Saturday, May 2, 2009
"Abandonment complex" isn't quite the right term, but I'm always waiting for you to get bored. Not with me, perhaps, but with whatever we're doing. I'm waiting for you to leave the old and start something new. I'm content to stay in the same spot, doing the same things, recreating the same projects indefinitely. But you, you're always starting new lives, finding new niches. I can't keep up.
My perception of time is all fucked up. It's as though my current state of mind has been my state of mind for a long time, but I'm just now, at this very moment, realizing how it is different from the state of mind I was in just before it became what it is...
It's like that guy... Clive Waring? Or Wearing? Or something? The guy who had really severe short-term memory loss--as in, it often didn't last more than a few seconds. He kept a journal, and every time he started a new entry, he always said that this moment, this one happening right now, at this very second, was the first time he'd been awake in a very long time. All the hundreds of entries before this one had been fakes or something close. But this one, this was the genuine article. This moment defined a profound change in his life--in fact, the beginning of his life.
I feel like we're all Clive, really. The present moment always seems to outshine and overshadow the past ones.
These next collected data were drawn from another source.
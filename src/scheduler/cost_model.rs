use crate::types::{ClassId, Dataset, PlacementState, TeacherId, TOTAL_ROWS};
use std::collections::HashMap;

/// The four additive hard-constraint terms plus a per-class breakdown used
/// to rank mutation candidates in the evolutionary repair loop.
#[derive(Debug, Clone, Default)]
pub struct HardCost {
    pub total: f64,
    pub per_class: HashMap<ClassId, f64>,
    pub teachers_cost: f64,
    pub groups_cost: f64,
    pub classrooms_cost: f64,
}

impl HardCost {
    fn bump(&mut self, class: ClassId, amount: f64) {
        self.total += amount;
        *self.per_class.entry(class).or_insert(0.0) += amount;
    }
}

/// Evaluates hard-constraint cost over the whole matrix: teacher clashes,
/// group clashes, and duration-continuity breakage, each attributed back
/// to the offending classes.
pub fn hard_constraints_cost(dataset: &Dataset, state: &PlacementState) -> HardCost {
    let mut cost = HardCost::default();

    for row in 0..TOTAL_ROWS {
        let occupants: Vec<(usize, ClassId)> = state.matrix.occupied_in_row(row).collect();
        for i in 0..occupants.len() {
            for j in (i + 1)..occupants.len() {
                let (_, a) = occupants[i];
                let (_, b) = occupants[j];
                if a == b {
                    continue;
                }
                let ca = dataset.class(a);
                let cb = dataset.class(b);
                if ca.teacher == cb.teacher {
                    cost.teachers_cost += 1.0;
                    cost.bump(a, 1.0);
                    cost.bump(b, 1.0);
                }
                if ca.shares_group(cb) {
                    cost.groups_cost += 1.0;
                    cost.bump(a, 1.0);
                    cost.bump(b, 1.0);
                }
            }
        }
    }

    for (&class_id, cells) in &state.filled {
        let class = dataset.class(class_id);
        if !duration_is_contiguous(cells, class.duration) {
            cost.classrooms_cost += 1.0;
            cost.bump(class_id, 1.0);
        }
    }

    cost
}

/// True iff `cells` are `duration` consecutive rows, all in the same
/// column, never crossing a day boundary.
fn duration_is_contiguous(cells: &[(usize, usize)], duration: usize) -> bool {
    if cells.len() != duration {
        return false;
    }
    let col = cells[0].1;
    if !cells.iter().all(|&(_, c)| c == col) {
        return false;
    }
    let mut rows: Vec<usize> = cells.iter().map(|&(r, _)| r).collect();
    rows.sort_unstable();
    let day = rows[0] / crate::types::SLOTS_PER_DAY;
    rows.windows(2).all(|w| w[1] == w[0] + 1) && rows.last().map(|&r| r / crate::types::SLOTS_PER_DAY == day).unwrap_or(false)
}

/// 0 iff the matrix is fully feasible.
pub fn check_hard_constraints(dataset: &Dataset, state: &PlacementState) -> f64 {
    hard_constraints_cost(dataset, state).total
}

/// For each group, sums the idle slots strictly between its first and last
/// occupied slot within each day, normalised by the number of groups.
pub fn empty_space_groups_cost(dataset: &Dataset, state: &PlacementState) -> f64 {
    let total: usize = dataset
        .groups
        .iter()
        .map(|g| idle_slots(state.groups_empty.get(&g.id).map(|v| v.as_slice()).unwrap_or(&[])))
        .sum();
    if dataset.groups.is_empty() {
        0.0
    } else {
        total as f64 / dataset.groups.len() as f64
    }
}

/// Same computation, per teacher.
pub fn empty_space_teachers_cost(dataset: &Dataset, state: &PlacementState) -> f64 {
    let total: usize = dataset
        .teachers
        .iter()
        .map(|t| idle_slots(state.teachers_empty.get(&t.id).map(|v| v.as_slice()).unwrap_or(&[])))
        .sum();
    if dataset.teachers.is_empty() {
        0.0
    } else {
        total as f64 / dataset.teachers.len() as f64
    }
}

fn idle_slots(rows: &[usize]) -> usize {
    use crate::types::SLOTS_PER_DAY;
    let mut by_day: HashMap<usize, Vec<usize>> = HashMap::new();
    for &row in rows {
        by_day.entry(row / SLOTS_PER_DAY).or_default().push(row % SLOTS_PER_DAY);
    }
    let mut idle = 0usize;
    for slots in by_day.values_mut() {
        slots.sort_unstable();
        if let (Some(&first), Some(&last)) = (slots.first(), slots.last()) {
            let span = last - first + 1;
            idle += span.saturating_sub(slots.len());
        }
    }
    idle
}

/// Returns `-1` iff no row in the week is entirely empty across all rooms;
/// otherwise the first such row.
pub fn free_hour(state: &PlacementState) -> i64 {
    for row in 0..TOTAL_ROWS {
        if state.matrix.row(row).iter().all(|c| c.is_none()) {
            return row as i64;
        }
    }
    -1
}

/// Unused directly but kept for symmetry with `free_hour`'s matrix-only
/// signature when a caller only has teacher ids on hand.
pub fn teacher_is_idle_at(state: &PlacementState, teacher: &TeacherId, row: usize) -> bool {
    !state
        .teachers_empty
        .get(teacher)
        .map(|rows| rows.contains(&row))
        .unwrap_or(false)
}

#[cfg(test)]
mod tests {
    use super::*;
    use crate::scheduler::data_builder::build_dataset;
    use crate::scheduler::lecture_placer::place_lectures;
    use crate::types::{Config, SubjectConfig, Year, YearConfig};
    use proptest::prelude::*;
    use std::collections::BTreeMap;

    fn single_subject(hours: i64, batches: i64) -> Config {
        let mut years = BTreeMap::new();
        years.insert(
            Year::Sy,
            YearConfig {
                semester: None,
                subjects: vec![SubjectConfig {
                    name: "Chem".to_string(),
                    hours,
                    labs: 0,
                    lab_name: None,
                    lab_hours: 0,
                }],
            },
        );
        let mut batch_map = BTreeMap::new();
        batch_map.insert(Year::Sy, batches);
        Config {
            num_classrooms: 3,
            num_labs: 0,
            lab_names: None,
            batches: batch_map,
            timings: Default::default(),
            years,
        }
    }

    #[test]
    fn feasible_matrix_has_zero_hard_cost() {
        let cfg = single_subject(2, 1);
        let ds = build_dataset(&cfg, Year::Sy);
        let mut state = PlacementState::new(&ds);
        let mut diags = Vec::new();
        place_lectures(&ds, &mut state, Year::Sy, &mut diags);
        assert_eq!(check_hard_constraints(&ds, &state), 0.0);
    }

    #[test]
    fn free_hour_is_negative_one_when_everything_occupied() {
        // no classes placed -> everything empty -> row 0 is a free hour.
        let cfg = single_subject(0, 0);
        let ds = build_dataset(&cfg, Year::Sy);
        let state = PlacementState::new(&ds);
        assert_eq!(free_hour(&state), 0);
    }

    proptest::proptest! {
        /// `HardCost::total` is always the sum of its named terms, doubled
        /// for the pairwise clash terms since `bump` fires once per class
        /// in the colliding pair: a round-trip between the aggregate and
        /// its breakdown that must hold for every reachable matrix, not
        /// just a feasible one.
        #[test]
        fn total_cost_is_consistent_with_its_breakdown(hours in 1i64..4, batches in 1i64..4, seed in 0u64..500) {
            use crate::scheduler::evolutionary::repair;
            use rand::SeedableRng;

            let cfg = single_subject(hours, batches);
            let ds = build_dataset(&cfg, Year::Sy);
            let mut state = PlacementState::new(&ds);
            let mut diags = Vec::new();
            place_lectures(&ds, &mut state, Year::Sy, &mut diags);

            let mut rng = rand::rngs::StdRng::seed_from_u64(seed);
            repair(&ds, &mut state, &mut rng);

            let cost = hard_constraints_cost(&ds, &state);
            prop_assert_eq!(
                cost.total,
                2.0 * cost.teachers_cost + 2.0 * cost.groups_cost + cost.classrooms_cost
            );
        }
    }
}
Even those of us who keep journals look back on past entries, and we see that they express the same sentiments that we're feeling now, but we discount them. "Surely, I couldn't have understood that statement as I do now. I couldn't have meant the same thing by that as I mean now."
(Maybe that's just me; maybe I shouldn't speak for everyone.)
But what if we did mean the same thing? What if we are continually waking into a single moment, stunned each time by the profundity of it? Though the really stunning thing is the monotony of life. The real profundity lies in the fact that we can find any joy along this flatish line on this 2D graph.
--Debbie Downer
Wednesday, January 7, 2009
MY FACELESS SADIST:
I get the feeling that this was your plan all along: To sit behind the screen with your whip and mask, making my anticipation grow until it felt like it would rip me in two. And then, a calculated number of days later, you let me feel it all in a rush, releasing me from its treacherous bonds. If it was anyone except you, I might retaliate,
(because how dare they turn the tables)
but because it’s you, lover, I must admit that I have pleasure—thank you.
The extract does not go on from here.